Sailgene Technology
Genome Survey Analysis: Three Key Parameters You Must Know Before Starting Your Next Genome Project
Release time:2026-06-11 08:49:34
Before you invest heavily in sequencing a new species, do you know its genome size, heterozygosity, repeat content or ploidy? Guessing can lead to wasted budget, failed assemblies, and wrong tool choices. This guide helps you understand what a genome survey analysis can do for you and introduces our one‑stop service to get it done efficiently.
1. Are You Really Ready to Start a New Genome Project?
Have you ever run into these situations?
-
You know nothing about the genome size of a new species. How much sequencing data should you order?
-
Your sample might be highly heterozygous or repeat-rich.
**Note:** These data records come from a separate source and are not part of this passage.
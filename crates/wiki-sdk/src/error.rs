use std::path::PathBuf;

use thiserror::Error;

#[derive(Debug, Error)]
pub enum SdkError {
    #[error("failed to read config {path}: {source}")]
    ConfigRead {
        path: PathBuf,
        #[source]
        source: std::io::Error,
    },

    #[error("invalid config: {0}")]
    Config(String),

    #[error("page {name:?} contains HTML outside the allow-list")]
    InvalidHtml { name: String },

    #[error("invalid operation: {0}")]
    InvalidOperation(String),

    #[error("store error: {0}")]
    Store(#[from] wiki_store::StoreError),

    #[error("tag index error: {0}")]
    Tag(#[from] wiki_tags::TagError),

    #[error("page error: {0}")]
    Page(#[from] wiki_pages::PageError),

    #[error("account error: {0}")]
    Account(#[from] wiki_accounts::AccountError),
}

impl SdkError {
    /// Whether the failure lies with the storage backend, wherever in the
    /// stack it surfaced.
    pub fn is_unavailable(&self) -> bool {
        match self {
            Self::Store(e)
            | Self::Tag(wiki_tags::TagError::Store(e))
            | Self::Page(wiki_pages::PageError::Store(e))
            | Self::Account(wiki_accounts::AccountError::Store(e)) => e.is_unavailable(),
            _ => false,
        }
    }

    /// Whether a username was refused for its characters or length.
    pub fn is_invalid_username(&self) -> bool {
        matches!(
            self,
            Self::Account(wiki_accounts::AccountError::InvalidUsername(_))
        )
    }
}

pub type SdkResult<T> = Result<T, SdkError>;
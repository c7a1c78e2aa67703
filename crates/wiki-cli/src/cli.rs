use std::path::PathBuf;

use clap::{Args, Parser, Subcommand};

#[derive(Parser)]
#[command(
    name = "wiki",
    about = "WikiTrees: pages, tags and accounts in object storage",
    version,
)]
pub struct Cli {
    #[command(subcommand)]
    pub command: Command,

    /// TOML configuration file
    #[arg(short, long, global = true)]
    pub config: Option<PathBuf>,

    /// Storage root directory, overriding the configuration file
    #[arg(long, global = true)]
    pub root: Option<PathBuf>,

    #[arg(short, long, global = true)]
    pub verbose: bool,

    #[arg(long, global = true, default_value = "text")]
    pub format: OutputFormat,
}

#[derive(Clone, Copy, Debug, PartialEq, Eq, clap::ValueEnum)]
pub enum OutputFormat {
    Text,
    Json,
}

#[derive(Subcommand)]
pub enum Command {
    /// Create the storage containers and an empty tag document
    Init(InitArgs),
    /// Read or list pages
    Page(PageArgs),
    /// Upload a page or an image
    Upload(UploadArgs),
    /// Read images
    Image(ImageArgs),
    /// Look up and edit the tag index
    Tag(TagArgs),
    /// Search page names and tags
    Search(SearchArgs),
    /// Create an account
    Signup(AccountArgs),
    /// Check account credentials
    Signin(AccountArgs),
    /// Check a page file against the HTML allow-list
    Validate(ValidateArgs),
    /// Print the effective configuration
    Config(ConfigArgs),
}

#[derive(Args)]
pub struct InitArgs {}

#[derive(Args)]
pub struct PageArgs {
    #[command(subcommand)]
    pub action: PageAction,
}

#[derive(Subcommand)]
pub enum PageAction {
    /// Print a page's content
    Get { name: String },
    /// List page names
    List,
}

#[derive(Args)]
pub struct UploadArgs {
    /// Name to store the file under
    pub name: String,
    /// File to upload; its extension decides page or image
    pub file: PathBuf,
    /// Store a page as-is: skip HTML validation and tag registration
    #[arg(long)]
    pub raw: bool,
}

#[derive(Args)]
pub struct ImageArgs {
    #[command(subcommand)]
    pub action: ImageAction,
}

#[derive(Subcommand)]
pub enum ImageAction {
    /// Write an image's bytes to a file or stdout
    Get {
        name: String,
        #[arg(short, long)]
        output: Option<PathBuf>,
    },
}

#[derive(Args)]
pub struct TagArgs {
    #[command(subcommand)]
    pub action: TagAction,
}

#[derive(Subcommand)]
pub enum TagAction {
    /// Filenames whose tags match
    Find { tag: String },
    /// Add a tag to a registered file
    Add { filename: String, tag: String },
    /// Register a file, tagged with its own name
    Register { filename: String },
    /// Show every file and its tags
    List,
}

#[derive(Args)]
pub struct SearchArgs {
    pub query: String,
}

#[derive(Args)]
pub struct AccountArgs {
    pub username: String,
    #[arg(short, long)]
    pub password: String,
}

#[derive(Args)]
pub struct ValidateArgs {
    pub file: PathBuf,
}

#[derive(Args)]
pub struct ConfigArgs {}

#[cfg(test)]
mod tests {
    use super::*;

    #[test]
    fn parse_init() {
        let cli = Cli::try_parse_from(["wiki", "init"]).unwrap();
        assert!(matches!(cli.command, Command::Init(_)));
        assert_eq!(cli.format, OutputFormat::Text);
        assert!(!cli.verbose);
    }

    #[test]
    fn parse_global_options_after_command() {
        let cli = Cli::try_parse_from([
            "wiki", "page", "list", "--root", "/srv/wiki", "--format", "json", "-v",
        ])
        .unwrap();
        assert_eq!(cli.root, Some(PathBuf::from("/srv/wiki")));
        assert_eq!(cli.format, OutputFormat::Json);
        assert!(cli.verbose);
        assert!(matches!(
            cli.command,
            Command::Page(PageArgs { action: PageAction::List })
        ));
    }

    #[test]
    fn parse_page_get() {
        let cli = Cli::try_parse_from(["wiki", "page", "get", "Water Oak"]).unwrap();
        if let Command::Page(PageArgs { action: PageAction::Get { name } }) = cli.command {
            assert_eq!(name, "Water Oak");
        } else {
            panic!("wrong command");
        }
    }

    #[test]
    fn parse_upload_raw() {
        let cli = Cli::try_parse_from(["wiki", "upload", "Palm", "palm.html", "--raw"]).unwrap();
        if let Command::Upload(args) = cli.command {
            assert_eq!(args.name, "Palm");
            assert_eq!(args.file, PathBuf::from("palm.html"));
            assert!(args.raw);
        } else {
            panic!("wrong command");
        }
    }

    #[test]
    fn parse_image_get_output() {
        let cli = Cli::try_parse_from(["wiki", "image", "get", "oak.png", "-o", "out.png"]).unwrap();
        if let Command::Image(ImageArgs {
            action: ImageAction::Get { name, output },
        }) = cli.command
        {
            assert_eq!(name, "oak.png");
            assert_eq!(output, Some(PathBuf::from("out.png")));
        } else {
            panic!("wrong command");
        }
    }

    #[test]
    fn parse_tag_add() {
        let cli = Cli::try_parse_from(["wiki", "tag", "add", "Water Oak", "oak"]).unwrap();
        if let Command::Tag(TagArgs {
            action: TagAction::Add { filename, tag },
        }) = cli.command
        {
            assert_eq!(filename, "Water Oak");
            assert_eq!(tag, "oak");
        } else {
            panic!("wrong command");
        }
    }

    #[test]
    fn parse_signup_requires_password() {
        assert!(Cli::try_parse_from(["wiki", "signup", "amy"]).is_err());
        let cli = Cli::try_parse_from(["wiki", "signup", "amy", "-p", "acorn"]).unwrap();
        if let Command::Signup(args) = cli.command {
            assert_eq!(args.username, "amy");
            assert_eq!(args.password, "acorn");
        } else {
            panic!("wrong command");
        }
    }

    #[test]
    fn parse_config_file() {
        let cli = Cli::try_parse_from(["wiki", "--config", "wiki.toml", "config"]).unwrap();
        assert_eq!(cli.config, Some(PathBuf::from("wiki.toml")));
        assert!(matches!(cli.command, Command::Config(_)));
    }

    #[test]
    fn rejects_unknown_format() {
        assert!(Cli::try_parse_from(["wiki", "search", "oak", "--format", "xml"]).is_err());
    }
}
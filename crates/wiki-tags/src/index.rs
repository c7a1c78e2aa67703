//! The [`TagIndex`]: lookups and read-modify-write updates against the
//! stored tag document.

use std::collections::{BTreeMap, BTreeSet};
use std::sync::Arc;

use serde::{Deserialize, Serialize};
use tracing::{debug, info, warn};
use wiki_store::{BlobStore, WriteCondition};
use wiki_types::BlobKey;

use crate::codec::{CsvTagCodec, TagCodec};
use crate::document::{validate_filename, validate_tag, MatchMode, TagDocument, TagUpdate};
use crate::error::{TagError, TagResult};

/// What to do when the tag document blob does not exist.
#[derive(Clone, Copy, Debug, Default, PartialEq, Eq, Serialize, Deserialize)]
#[serde(rename_all = "lowercase")]
pub enum MissingDocument {
    /// Read it as an empty document; the first mutation creates it.
    #[default]
    Initialize,
    /// Fail with [`TagError::DocumentMissing`].
    Error,
}

/// How a rewritten document is stored.
#[derive(Clone, Copy, Debug, Default, PartialEq, Eq, Serialize, Deserialize)]
#[serde(rename_all = "kebab-case")]
pub enum WriteDiscipline {
    /// Write only if the document is still the version that was read;
    /// otherwise re-read and redo the edit.
    #[default]
    CompareAndSwap,
    /// Overwrite unconditionally. A concurrent update made between the read
    /// and the write is lost.
    LastWriterWins,
}

#[derive(Clone, Debug, PartialEq, Eq, Serialize, Deserialize)]
#[serde(default)]
pub struct TagIndexOptions {
    pub match_mode: MatchMode,
    pub on_missing: MissingDocument,
    pub write_discipline: WriteDiscipline,
    /// Read-modify-write cycles tried before giving up with
    /// [`TagError::Contention`].
    pub max_attempts: u32,
}

impl Default for TagIndexOptions {
    fn default() -> Self {
        Self {
            match_mode: MatchMode::default(),
            on_missing: MissingDocument::default(),
            write_discipline: WriteDiscipline::default(),
            max_attempts: 16,
        }
    }
}

/// Tag index over one document blob.
pub struct TagIndex {
    store: Arc<dyn BlobStore>,
    document: BlobKey,
    codec: Arc<dyn TagCodec>,
    options: TagIndexOptions,
}

impl std::fmt::Debug for TagIndex {
    fn fmt(&self, f: &mut std::fmt::Formatter<'_>) -> std::fmt::Result {
        f.debug_struct("TagIndex")
            .field("document", &self.document)
            .field("options", &self.options)
            .finish()
    }
}

impl TagIndex {
    /// Index stored at `document` in `store`, CSV-encoded, default options.
    pub fn new(store: Arc<dyn BlobStore>, document: BlobKey) -> Self {
        Self {
            store,
            document,
            codec: Arc::new(CsvTagCodec),
            options: TagIndexOptions::default(),
        }
    }

    pub fn with_options(mut self, options: TagIndexOptions) -> Self {
        self.options = options;
        self
    }

    pub fn with_codec(mut self, codec: Arc<dyn TagCodec>) -> Self {
        self.codec = codec;
        self
    }

    pub fn document_key(&self) -> &BlobKey {
        &self.document
    }

    pub fn options(&self) -> &TagIndexOptions {
        &self.options
    }

    /// Read and parse the document, along with the write condition that
    /// guards a rewrite of exactly this version.
    fn fetch(&self) -> TagResult<(TagDocument, WriteCondition)> {
        match self.store.read(&self.document)? {
            Some(blob) => {
                let etag = blob.etag;
                let text = blob.into_text()?;
                let document = self.codec.parse(&text).inspect_err(|e| {
                    warn!(document = %self.document, error = %e, "tag document is corrupt");
                })?;
                Ok((document, WriteCondition::Matches(etag)))
            }
            None => match self.options.on_missing {
                MissingDocument::Initialize => Ok((TagDocument::new(), WriteCondition::Absent)),
                MissingDocument::Error => Err(TagError::DocumentMissing(self.document.to_string())),
            },
        }
    }

    /// The current document.
    pub fn load(&self) -> TagResult<TagDocument> {
        self.fetch().map(|(document, _)| document)
    }

    /// Create a header-only document if none exists. Returns `true` when it
    /// was created.
    pub fn initialize(&self) -> TagResult<bool> {
        let text = self.codec.serialize(&TagDocument::new())?;
        match self
            .store
            .write_if(&self.document, text.as_bytes(), WriteCondition::Absent)
        {
            Ok(_) => {
                info!(document = %self.document, "created empty tag document");
                Ok(true)
            }
            Err(e) if e.is_precondition_failed() => Ok(false),
            Err(e) => Err(e.into()),
        }
    }

    /// Filenames whose tags match `tag` under the configured [`MatchMode`],
    /// in row order.
    pub fn get_filenames_by_tag(&self, tag: &str) -> TagResult<Vec<String>> {
        let filenames = self
            .load()?
            .filenames_matching(tag, self.options.match_mode);
        debug!(tag, matches = filenames.len(), "tag lookup");
        Ok(filenames)
    }

    /// Tag set of one filename, `None` if it has no row.
    pub fn tags_for(&self, filename: &str) -> TagResult<Option<BTreeSet<String>>> {
        Ok(self.load()?.get(filename).map(|r| r.tag_set()))
    }

    /// `filename -> set of tags` for the whole document.
    pub fn tag_map(&self) -> TagResult<BTreeMap<String, BTreeSet<String>>> {
        Ok(self.load()?.tag_map())
    }

    /// Add `tag` to `filename`'s row and rewrite the document.
    ///
    /// An unknown filename is not an error: the document is written back
    /// unchanged and [`TagUpdate::UnknownFile`] is returned.
    pub fn add_tag_to_csv(&self, filename: &str, tag: &str) -> TagResult<TagUpdate> {
        validate_tag(tag)?;
        self.modify("add_tag", |document| (document.add_tag(filename, tag), true))
    }

    /// Register `filename` with itself as its only tag. Returns `false` and
    /// leaves the document alone if the row exists.
    pub fn add_file_to_csv(&self, filename: &str) -> TagResult<bool> {
        validate_filename(filename)?;
        self.modify("add_file", |document| {
            let created = document.add_file(filename);
            (created, created)
        })
    }

    /// Read-modify-write loop. `edit` returns its outcome and whether the
    /// document must be written back; it may run more than once.
    fn modify<R>(
        &self,
        op: &'static str,
        mut edit: impl FnMut(&mut TagDocument) -> (R, bool),
    ) -> TagResult<R> {
        let attempts = self.options.max_attempts.max(1);
        for attempt in 1..=attempts {
            let (mut document, observed) = self.fetch()?;
            let (outcome, dirty) = edit(&mut document);
            if !dirty {
                debug!(op, "tag document unchanged");
                return Ok(outcome);
            }

            let condition = match self.options.write_discipline {
                WriteDiscipline::CompareAndSwap => observed,
                WriteDiscipline::LastWriterWins => WriteCondition::Any,
            };
            let text = self.codec.serialize(&document)?;
            match self
                .store
                .write_if(&self.document, text.as_bytes(), condition)
            {
                Ok(etag) => {
                    debug!(
                        op,
                        attempt,
                        rows = document.len(),
                        etag = %etag.short_hex(),
                        "tag document rewritten"
                    );
                    return Ok(outcome);
                }
                Err(e) if e.is_precondition_failed() => {
                    warn!(op, attempt, "tag document changed concurrently, retrying");
                }
                Err(e) => return Err(e.into()),
            }
        }
        Err(TagError::Contention { attempts })
    }
}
Will standard assemblers work?
-
You suspect polyploidy but aren’t sure which assembly strategy to choose?
If you just sequence with “rule of thumb”, you risk:
-
Insufficient depth leads to fragmented assembly and missing key genes.
-
Excessive depth leads to wasted budget and longer turnaround.
-
Wrong assembler leads to unusable results when a diploid assembler is used on a polyploid gives unusable results.
A simple solution is perform a genome survey analysis (also called genome profiling) before investing in full-scale sequencing. With just a small amount of data, you can estimate genome size, heterozygosity, repeat content and ploidy – a roadmap for your entire project.
2. Our Solution: 30-50× NGS Data + k-mer Analysis to Estimate Three Core Parameters
Core method: k-mer frequency distribution analysis
-
Platform: NGS (Illumina or DNBSEQ), 30-50× depth
-
Cut sequencing reads into short fragments of length *k* (usually k=19) (Fig. 1).
-
Count how many times each kmer appears and plot the frequency histogram.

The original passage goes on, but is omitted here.